The Rogues are the collection of villains who’ve bothered the Flash since the Silver Age. They’re chock full of gimmicks, but what sets them apart is that as the Flash’s enemies, they always get to operate as just this side of the real world’s petty criminals, so that the jobs they pull are bad enough to keep them on the wrong side of the law, but never give them the image of psychopaths, like, ah, the Joker, or killers.
And enough writers have been giving them enough attention as fleshed out characters that it was just about time someone came along and told their story this way. Williamson has been working his way to the top for years, and hit the jackpot when he scored his own Flash gig, and Rogues is perhaps his crowning achievement, at least in this corner of the DC landscape, to date.
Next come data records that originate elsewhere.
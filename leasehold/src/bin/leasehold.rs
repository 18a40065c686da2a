use anyhow::Context;
use clap::{ArgAction, Parser};
use leasehold::{redis::RedisStore, ElectionConfig, Elector};
use std::sync::Arc;
use std::time::Duration;
use tracing::{error, info, warn};
use tracing_subscriber::EnvFilter;

/// Joins an election and reports promotions and demotions until Ctrl-C.
#[derive(Parser, Debug)]
#[command(name = "leasehold", version, about, long_about = None)]
struct Cli {
    /// Redis-compatible server holding the lease
    #[arg(long, default_value = "redis://127.0.0.1:6379")]
    url: String,

    /// Election name shared by every participant
    #[arg(long)]
    name: String,

    /// Lease lifetime in milliseconds
    #[arg(long, default_value_t = 10_000)]
    ttl_ms: u64,

    /// Delay between election attempts in milliseconds
    #[arg(long, default_value_t = 5_000)]
    wait_ms: u64,

    /// Upper bound of the random renewal delay in milliseconds
    #[arg(long, default_value_t = 0)]
    jitter_ms: u64,

    /// Verbose mode (-v, -vv)
    #[arg(short, action = ArgAction::Count)]
    verbosity: u8,
}

fn init_tracing(verbosity: u8) {
    let level = match verbosity {
        0 => "info",
        1 => "debug",
        _ => "trace",
    };
    let filter = EnvFilter::try_from_default_env().unwrap_or_else(|_| EnvFilter::new(level));
    tracing_subscriber::fmt().with_env_filter(filter).init();
}

#[tokio::main]
async fn main() -> anyhow::Result<()> {
    let cli = Cli::parse();
    init_tracing(cli.verbosity);

    let store = RedisStore::connect(&cli.url)
        .await
        .with_context(|| format!("connecting to {}", cli.url))?;

    let config = ElectionConfig::new(cli.name)
        .with_ttl(Duration::from_millis(cli.ttl_ms))
        .with_wait(Duration::from_millis(cli.wait_ms))
        .with_jitter(Duration::from_millis(cli.jitter_ms));
    let (elector, mut events) = Elector::new(config, Arc::new(store))?;

    info!(key = %elector.key(), id = %elector.identity(), "starting");
    elector.start();

    loop {
        tokio::select! {
            Some(at) = events.promoted.recv() => info!(%at, "now leading"),
            Some(at) = events.demoted.recv() => warn!(%at, "no longer leading"),
            Some(err) = events.errors.recv() => error!(error = %err, "election error"),
            result = tokio::signal::ctrl_c() => {
                result.context("waiting for Ctrl-C")?;
                break;
            }
        }
    }

    // Stop may send a final demotion; keep draining while it resigns.
    let stop = elector.stop();
    tokio::pin!(stop);
    loop {
        tokio::select! {
            result = &mut stop => {
                result.context("resigning")?;
                break;
            }
            Some(at) = events.demoted.recv() => warn!(%at, "no longer leading"),
        }
    }

    info!("resigned");
    Ok(())
}
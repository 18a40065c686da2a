use crate::{
    identity::{Identity, LeaseKey},
    scripts::{Procedure, ScriptGuard},
    Result,
};
use std::time::Duration;

/// Acquire, renew and release of one lease record on behalf of one identity.
///
/// Ownership is checked inside the store procedure, never by a read
/// followed by a write from here.
#[derive(Debug, Clone)]
pub struct LeaseClient {
    guard: ScriptGuard,
    key: LeaseKey,
    id: Identity,
}

impl LeaseClient {
    pub fn new(guard: ScriptGuard, key: LeaseKey, id: Identity) -> Self {
        Self { guard, key, id }
    }

    pub fn key(&self) -> &LeaseKey {
        &self.key
    }

    pub fn id(&self) -> &Identity {
        &self.id
    }

    /// Creates the record if no one holds it. `true` means this identity now leads.
    pub async fn acquire(&self, ttl: Duration) -> Result<bool> {
        self.call(Procedure::Acquire, Some(ttl)).await
    }

    /// Extends the record if this identity still owns it.
    pub async fn renew(&self, ttl: Duration) -> Result<bool> {
        self.call(Procedure::Renew, Some(ttl)).await
    }

    /// Deletes the record if this identity owns it.
    pub async fn release(&self) -> Result<bool> {
        self.call(Procedure::Release, None).await
    }

    /// Current owner token of the record, if any.
    pub async fn holder(&self) -> Result<Option<String>> {
        Ok(self.guard.store().read(self.key.as_str()).await?)
    }

    async fn call(&self, procedure: Procedure, ttl: Option<Duration>) -> Result<bool> {
        let keys = [self.key.as_str().to_string()];
        let mut args = vec![self.id.as_str().to_string()];
        if let Some(ttl) = ttl {
            args.push(ttl.as_millis().to_string());
        }

        let reply = self.guard.run(procedure, &keys, &args).await?;
        Ok(reply == 1)
    }
}
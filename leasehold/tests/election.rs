use leasehold::{
    random::SeededRandom,
    test_utils::{wait_until, EventRecorder, FaultyStore},
    ElectionConfig, Elector, Error, MemoryStore, Store, StoreError,
};
use std::sync::Arc;
use std::time::Duration;
use tokio::time::sleep;

const TTL: Duration = Duration::from_secs(1);
const WAIT: Duration = Duration::from_secs(2);
const JITTER: Duration = Duration::from_millis(50);

fn config() -> ElectionConfig {
    ElectionConfig::new("test1")
        .with_ttl(TTL)
        .with_wait(WAIT)
        .with_jitter(JITTER)
}

fn elector(store: Arc<dyn Store>, seed: u64) -> (Elector, EventRecorder) {
    let (elector, events) =
        Elector::with_random(config(), store, Arc::new(SeededRandom::new(seed))).unwrap();
    (elector, EventRecorder::spawn(events))
}

/// Longest a candidate may wait for a lease abandoned at failure onset:
/// three seconds with a one second TTL and two second wait.
fn takeover_bound() -> Duration {
    Duration::from_secs(3)
}

#[tokio::test(start_paused = true)]
async fn test_single_elector_becomes_leader() {
    let store = Arc::new(MemoryStore::new());
    let (a, watch_a) = elector(store.clone(), 1);

    a.start();
    assert!(wait_until(Duration::from_millis(100), || watch_a.promoted() == 1).await);
    assert!(a.is_leading());
    assert_eq!(
        store.read(a.key().as_str()).await.unwrap().as_deref(),
        Some(a.identity().as_str())
    );
    assert_eq!(store.loads(), 3);
}

#[tokio::test(start_paused = true)]
async fn test_start_twice_is_noop() {
    let store = Arc::new(MemoryStore::new());
    let (a, watch_a) = elector(store, 1);

    a.start();
    a.start();
    sleep(Duration::from_secs(5)).await;
    assert_eq!(watch_a.promoted(), 1);
    assert_eq!(watch_a.errors(), 0);
}

#[tokio::test(start_paused = true)]
async fn test_only_one_leader() {
    let store: Arc<dyn Store> = Arc::new(MemoryStore::new());
    let (a, watch_a) = elector(store.clone(), 1);
    let (b, watch_b) = elector(store, 2);

    a.start();
    b.start();

    for _ in 0..1000 {
        assert!(!(a.is_leading() && b.is_leading()), "both electors lead");
        sleep(Duration::from_millis(10)).await;
    }

    assert!(a.is_leading() ^ b.is_leading());
    assert_eq!(watch_a.promoted() + watch_b.promoted(), 1);
    assert_eq!(watch_a.demoted() + watch_b.demoted(), 0);
}

#[tokio::test(start_paused = true)]
async fn test_leader_retains_lease() {
    let store: Arc<dyn Store> = Arc::new(MemoryStore::new());
    let (a, watch_a) = elector(store.clone(), 1);
    let (b, watch_b) = elector(store, 2);

    a.start();
    sleep(Duration::from_millis(100)).await;
    b.start();
    sleep(Duration::from_millis(100)).await;
    assert_eq!(watch_a.promoted(), 1);
    assert_eq!(watch_b.promoted(), 0);

    watch_a.reset();
    watch_b.reset();
    for _ in 0..100 {
        sleep(Duration::from_millis(100)).await;
        assert!(a.is_leading());
        assert!(!b.is_leading());
    }

    assert_eq!(watch_a.errors(), 0);
    assert_eq!(watch_a.demoted(), 0);
    assert_eq!(watch_a.promoted(), 0);
    assert_eq!(watch_b.errors(), 0);
    assert_eq!(watch_b.demoted(), 0);
    assert_eq!(watch_b.promoted(), 0);
}

#[tokio::test(start_paused = true)]
async fn test_failover_between_two_electors() {
    let store: Arc<dyn Store> = Arc::new(MemoryStore::new());
    let cli1 = Arc::new(FaultyStore::new(store.clone()));
    let cli2 = Arc::new(FaultyStore::new(store));
    let (a, watch_a) = elector(cli1.clone(), 1);
    let (b, watch_b) = elector(cli2.clone(), 2);

    a.start();
    sleep(Duration::from_millis(100)).await;
    b.start();
    sleep(Duration::from_millis(100)).await;
    assert_eq!(watch_a.promoted(), 1);
    assert_eq!(watch_b.promoted(), 0);

    // a keeps its lease while healthy
    watch_a.reset();
    watch_b.reset();
    sleep(Duration::from_secs(3)).await;
    assert_eq!(watch_a.errors(), 0);
    assert_eq!(watch_a.demoted(), 0);
    assert_eq!(watch_a.promoted(), 0);
    assert_eq!(watch_b.errors(), 0);
    assert_eq!(watch_b.demoted(), 0);
    assert_eq!(watch_b.promoted(), 0);

    // b takes over once a's store access breaks
    cli1.set_breaking(true);
    watch_a.reset();
    watch_b.reset();
    let took_over = wait_until(takeover_bound(), || {
        watch_a.demoted() == 1 && watch_b.promoted() == 1
    })
    .await;
    assert!(took_over, "b did not take over in time");
    assert!(!a.is_leading());
    assert!(b.is_leading());
    assert!(watch_a.errors() >= 1);
    assert_eq!(watch_a.promoted(), 0);
    assert_eq!(watch_b.errors(), 0);
    assert_eq!(watch_b.demoted(), 0);

    // b keeps its lease
    watch_a.reset();
    watch_b.reset();
    sleep(Duration::from_secs(3)).await;
    assert_eq!(watch_a.demoted(), 0);
    assert_eq!(watch_a.promoted(), 0);
    assert_eq!(watch_b.errors(), 0);
    assert_eq!(watch_b.demoted(), 0);
    assert_eq!(watch_b.promoted(), 0);

    // roles reverse when b breaks and a recovers
    cli1.set_breaking(false);
    cli2.set_breaking(true);
    watch_a.reset();
    watch_b.reset();
    let took_back = wait_until(takeover_bound(), || {
        watch_a.promoted() == 1 && watch_b.demoted() == 1
    })
    .await;
    assert!(took_back, "a did not take the lease back in time");
    assert!(a.is_leading());
    assert!(!b.is_leading());
    assert_eq!(watch_a.demoted(), 0);
    assert_eq!(watch_b.promoted(), 0);

    cli2.set_breaking(false);
    a.stop().await.unwrap();
    b.stop().await.unwrap();
}

#[tokio::test(start_paused = true)]
async fn test_stop_is_idempotent() {
    let store = Arc::new(MemoryStore::new());
    let (a, watch_a) = elector(store.clone(), 1);

    a.start();
    assert!(wait_until(Duration::from_millis(100), || a.is_leading()).await);

    a.stop().await.unwrap();
    assert!(!a.is_leading());
    assert!(store.read(a.key().as_str()).await.unwrap().is_none());

    a.stop().await.unwrap();
    sleep(Duration::from_millis(10)).await;
    assert_eq!(watch_a.demoted(), 1);

    // nothing runs after resignation
    sleep(Duration::from_secs(10)).await;
    assert_eq!(watch_a.promoted(), 1);
    assert_eq!(watch_a.demoted(), 1);
    assert!(store.read(a.key().as_str()).await.unwrap().is_none());

    // stopped electors cannot be restarted
    a.start();
    sleep(Duration::from_secs(5)).await;
    assert_eq!(watch_a.promoted(), 1);
}

#[tokio::test(start_paused = true)]
async fn test_stop_as_candidate_keeps_others_lease() {
    let store: Arc<dyn Store> = Arc::new(MemoryStore::new());
    let (a, _watch_a) = elector(store.clone(), 1);
    let (b, watch_b) = elector(store.clone(), 2);

    a.start();
    sleep(Duration::from_millis(100)).await;
    b.start();
    sleep(Duration::from_millis(100)).await;

    b.stop().await.unwrap();
    sleep(Duration::from_millis(10)).await;
    assert_eq!(watch_b.demoted(), 0);
    assert_eq!(
        store.read(a.key().as_str()).await.unwrap().as_deref(),
        Some(a.identity().as_str())
    );
}

#[tokio::test(start_paused = true)]
async fn test_stop_hands_lease_over() {
    let store: Arc<dyn Store> = Arc::new(MemoryStore::new());
    let (a, watch_a) = elector(store.clone(), 1);
    let (b, watch_b) = elector(store, 2);

    a.start();
    sleep(Duration::from_millis(100)).await;
    b.start();
    sleep(Duration::from_millis(100)).await;

    a.stop().await.unwrap();
    assert!(wait_until(WAIT + JITTER, || watch_b.promoted() == 1).await);
    assert_eq!(watch_a.demoted(), 1);
    assert!(b.is_leading());
}

#[tokio::test(start_paused = true)]
async fn test_stop_failure_is_returned() {
    let faulty = Arc::new(FaultyStore::new(Arc::new(MemoryStore::new())));
    let (a, watch_a) = elector(faulty.clone(), 1);

    a.start();
    assert!(wait_until(Duration::from_millis(100), || a.is_leading()).await);

    faulty.set_breaking(true);
    let err = a.stop().await.unwrap_err();
    assert!(matches!(err, Error::Store(StoreError::Backend(_))));
    sleep(Duration::from_millis(10)).await;
    assert_eq!(watch_a.demoted(), 0);
    assert_eq!(watch_a.errors(), 0);

    faulty.set_breaking(false);
    a.stop().await.unwrap();
    sleep(Duration::from_millis(10)).await;
    assert_eq!(watch_a.demoted(), 1);
    assert!(!a.is_leading());
}

#[tokio::test(start_paused = true)]
async fn test_script_flush_is_transparent() {
    let store = Arc::new(MemoryStore::new());
    let (a, watch_a) = elector(store.clone(), 1);

    a.start();
    assert!(wait_until(Duration::from_millis(100), || a.is_leading()).await);
    assert_eq!(store.loads(), 3);

    store.flush_scripts();
    sleep(Duration::from_secs(5)).await;

    assert!(a.is_leading());
    assert_eq!(watch_a.errors(), 0);
    assert_eq!(watch_a.demoted(), 0);
    assert_eq!(store.loads(), 6);
}

#[tokio::test(start_paused = true)]
async fn test_candidate_recovers_from_store_errors() {
    let faulty = Arc::new(FaultyStore::new(Arc::new(MemoryStore::new())));
    faulty.set_breaking(true);
    let (a, watch_a) = elector(faulty.clone(), 1);

    a.start();
    assert!(wait_until(Duration::from_millis(100), || watch_a.errors() == 1).await);
    assert!(!a.is_leading());

    // one error per wait interval, no tight retry loop
    sleep(WAIT * 3 - Duration::from_millis(200)).await;
    assert_eq!(watch_a.errors(), 3);
    assert_eq!(watch_a.demoted(), 0);

    faulty.set_breaking(false);
    assert!(wait_until(WAIT + JITTER, || watch_a.promoted() == 1).await);
    assert!(a.is_leading());
}

#[tokio::test(start_paused = true)]
async fn test_demoted_when_lease_is_lost() {
    let store = Arc::new(MemoryStore::new());
    let (a, watch_a) = elector(store.clone(), 1);
    let (b, watch_b) = elector(store.clone(), 2);

    a.start();
    assert!(wait_until(Duration::from_millis(100), || a.is_leading()).await);

    // lease vanishes behind a's back and b grabs it
    store.clear();
    b.start();
    assert!(wait_until(Duration::from_millis(100), || b.is_leading()).await);

    assert!(wait_until(TTL, || watch_a.demoted() == 1).await);
    assert!(!a.is_leading());
    assert_eq!(watch_a.errors(), 0);

    sleep(Duration::from_secs(5)).await;
    assert!(b.is_leading());
    assert_eq!(watch_b.demoted(), 0);
    assert_eq!(watch_a.promoted(), 1);
}

#[tokio::test(start_paused = true)]
async fn test_dropped_leader_is_replaced() {
    let store: Arc<dyn Store> = Arc::new(MemoryStore::new());
    let (a, _watch_a) = elector(store.clone(), 1);
    let (b, watch_b) = elector(store, 2);

    a.start();
    sleep(Duration::from_millis(100)).await;
    b.start();
    sleep(Duration::from_millis(100)).await;
    assert_eq!(watch_b.promoted(), 0);

    drop(a);
    assert!(wait_until(takeover_bound(), || watch_b.promoted() == 1).await);
    assert!(b.is_leading());
}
The Black Label comics aren’t necessarily part of continuity, but it doesn’t matter. The bad guys got old, got tired of losing, and so they try one last desperate stab for glory, and of course it goes horribly wrong. A good villain keeps popping up because it’s always fun to see them, but in the movies it’s usually easier to just take care of business, which is why so many of them just die at the end. They made their mark. The end. So Rogues is kind of a movie experience. Make a movie of it and I think people would be interested. I know, there’re some Suicide Squad movies that cover similar ground, but honestly I think none of those have been as successful as they could be because general audiences just can’t wrap their heads around them. This is straightforward stuff, here. The story is familiar, but context is everything.
That’s not being cold. That’s just seeing things as they are.